'''

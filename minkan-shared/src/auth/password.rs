/// Password hashing using Argon2id
///
/// # Parameters
///
/// - **Algorithm**: Argon2id
/// - **Memory**: 64 MB (65536 KB)
/// - **Iterations**: 3 passes
/// - **Parallelism**: 4 lanes
/// - **Output**: 32-byte hash
///
/// # Example
///
/// ```
/// use minkan_shared::auth::password::{hash_password, verify_password};
///
/// # fn example() -> Result<(), Box<dyn std::error::Error>> {
/// let hash = hash_password("hunter2hunter2")?;
/// assert!(verify_password("hunter2hunter2", &hash)?);
/// assert!(!verify_password("wrong", &hash)?);
/// # Ok(())
/// # }
/// ```

use argon2::{
    password_hash::{rand_core::OsRng, PasswordHash, PasswordHasher, PasswordVerifier, SaltString},
    Argon2, ParamsBuilder, Version,
};

/// Error type for password hashing operations
#[derive(Debug, thiserror::Error)]
pub enum PasswordError {
    /// Failed to hash password
    #[error("Failed to hash password: {0}")]
    HashError(String),

    /// Failed to verify password
    #[error("Failed to verify password: {0}")]
    VerifyError(String),

    /// Invalid password hash format
    #[error("Invalid password hash format: {0}")]
    InvalidHash(String),
}

/// Hashes a password with Argon2id, returning a PHC string
///
/// The salt is random per call, so hashing the same password twice
/// yields different strings.
pub fn hash_password(password: &str) -> Result<String, PasswordError> {
    let salt = SaltString::generate(&mut OsRng);

    let params = ParamsBuilder::new()
        .m_cost(65536)
        .t_cost(3)
        .p_cost(4)
        .output_len(32)
        .build()
        .map_err(|e| PasswordError::HashError(format!("Invalid parameters: {}", e)))?;

    let argon2 = Argon2::new(argon2::Algorithm::Argon2id, Version::V0x13, params);

    let password_hash = argon2
        .hash_password(password.as_bytes(), &salt)
        .map_err(|e| PasswordError::HashError(format!("Hash generation failed: {}", e)))?;

    Ok(password_hash.to_string())
}

/// Verifies a password against a stored PHC hash
///
/// Returns `Ok(false)` for a wrong password; errors are reserved for a
/// malformed hash or a verification failure.
pub fn verify_password(password: &str, hash: &str) -> Result<bool, PasswordError> {
    let parsed_hash = PasswordHash::new(hash)
        .map_err(|e| PasswordError::InvalidHash(format!("Failed to parse hash: {}", e)))?;

    // Parameters are embedded in the hash string.
    let argon2 = Argon2::default();

    match argon2.verify_password(password.as_bytes(), &parsed_hash) {
        Ok(_) => Ok(true),
        Err(argon2::password_hash::Error::Password) => Ok(false),
        Err(e) => Err(PasswordError::VerifyError(format!(
            "Verification failed: {}",
            e
        ))),
    }
}

/// Validates minimum password strength: at least 8 characters with an
/// uppercase letter, a lowercase letter, and a digit
pub fn validate_password_strength(password: &str) -> Result<(), String> {
    if password.len() < 8 {
        return Err("Password must be at least 8 characters long".to_string());
    }

    if !password.chars().any(|c| c.is_uppercase()) {
        return Err("Password must contain at least one uppercase letter".to_string());
    }

    if !password.chars().any(|c| c.is_lowercase()) {
        return Err("Password must contain at least one lowercase letter".to_string());
    }

    if !password.chars().any(|c| c.is_numeric()) {
        return Err("Password must contain at least one digit".to_string());
    }

    Ok(())
}

#[cfg(test)]
mod tests {
    use super::*;

    #[test]
    fn test_hash_password_format() {
        let hash = hash_password("test_password_123").expect("Hash should succeed");

        assert!(hash.starts_with("$argon2id$"));
        assert!(hash.contains("m=65536"));
        assert!(hash.contains("t=3"));
        assert!(hash.contains("p=4"));
    }

    #[test]
    fn test_hash_password_produces_different_salts() {
        let hash1 = hash_password("same_password").expect("Hash 1 should succeed");
        let hash2 = hash_password("same_password").expect("Hash 2 should succeed");

        assert_ne!(hash1, hash2);
    }

    #[test]
    fn test_verify_password_correct_and_incorrect() {
        let hash = hash_password("correct_password").expect("Hash should succeed");

        assert!(verify_password("correct_password", &hash).unwrap());
        assert!(!verify_password("wrong_password", &hash).unwrap());
        assert!(!verify_password("", &hash).unwrap());
    }

    #[test]
    fn test_verify_password_invalid_hash() {
        assert!(verify_password("password", "not_a_hash").is_err());
        assert!(verify_password("password", "$argon2id$invalid").is_err());
    }

    #[test]
    fn test_hash_verify_roundtrip_unicode() {
        for password in ["with spaces", "special!@#$%", "unicode-密码-パスワード"] {
            let hash = hash_password(password).expect("Hash should succeed");
            assert!(
                verify_password(password, &hash).unwrap(),
                "Password '{}' should verify",
                password
            );
        }
    }

    #[test]
    fn test_validate_password_strength() {
        assert!(validate_password_strength("MyPassw0rd").is_ok());

        assert!(validate_password_strength("Sh0rt")
            .unwrap_err()
            .contains("at least 8 characters"));
        assert!(validate_password_strength("lowercase1")
            .unwrap_err()
            .contains("uppercase letter"));
        assert!(validate_password_strength("UPPERCASE1")
            .unwrap_err()
            .contains("lowercase letter"));
        assert!(validate_password_strength("NoDigitsHere")
            .unwrap_err()
            .contains("digit"));
    }
}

'''

**How to complete this task:** Where a line in the records above contains the word "SaltString", copy that line.

**Response to the task:**
    password_hash::{rand_core::OsRng, PasswordHash, PasswordHasher, PasswordVerifier, SaltString},
    let salt = SaltString::generate(&mut OsRng);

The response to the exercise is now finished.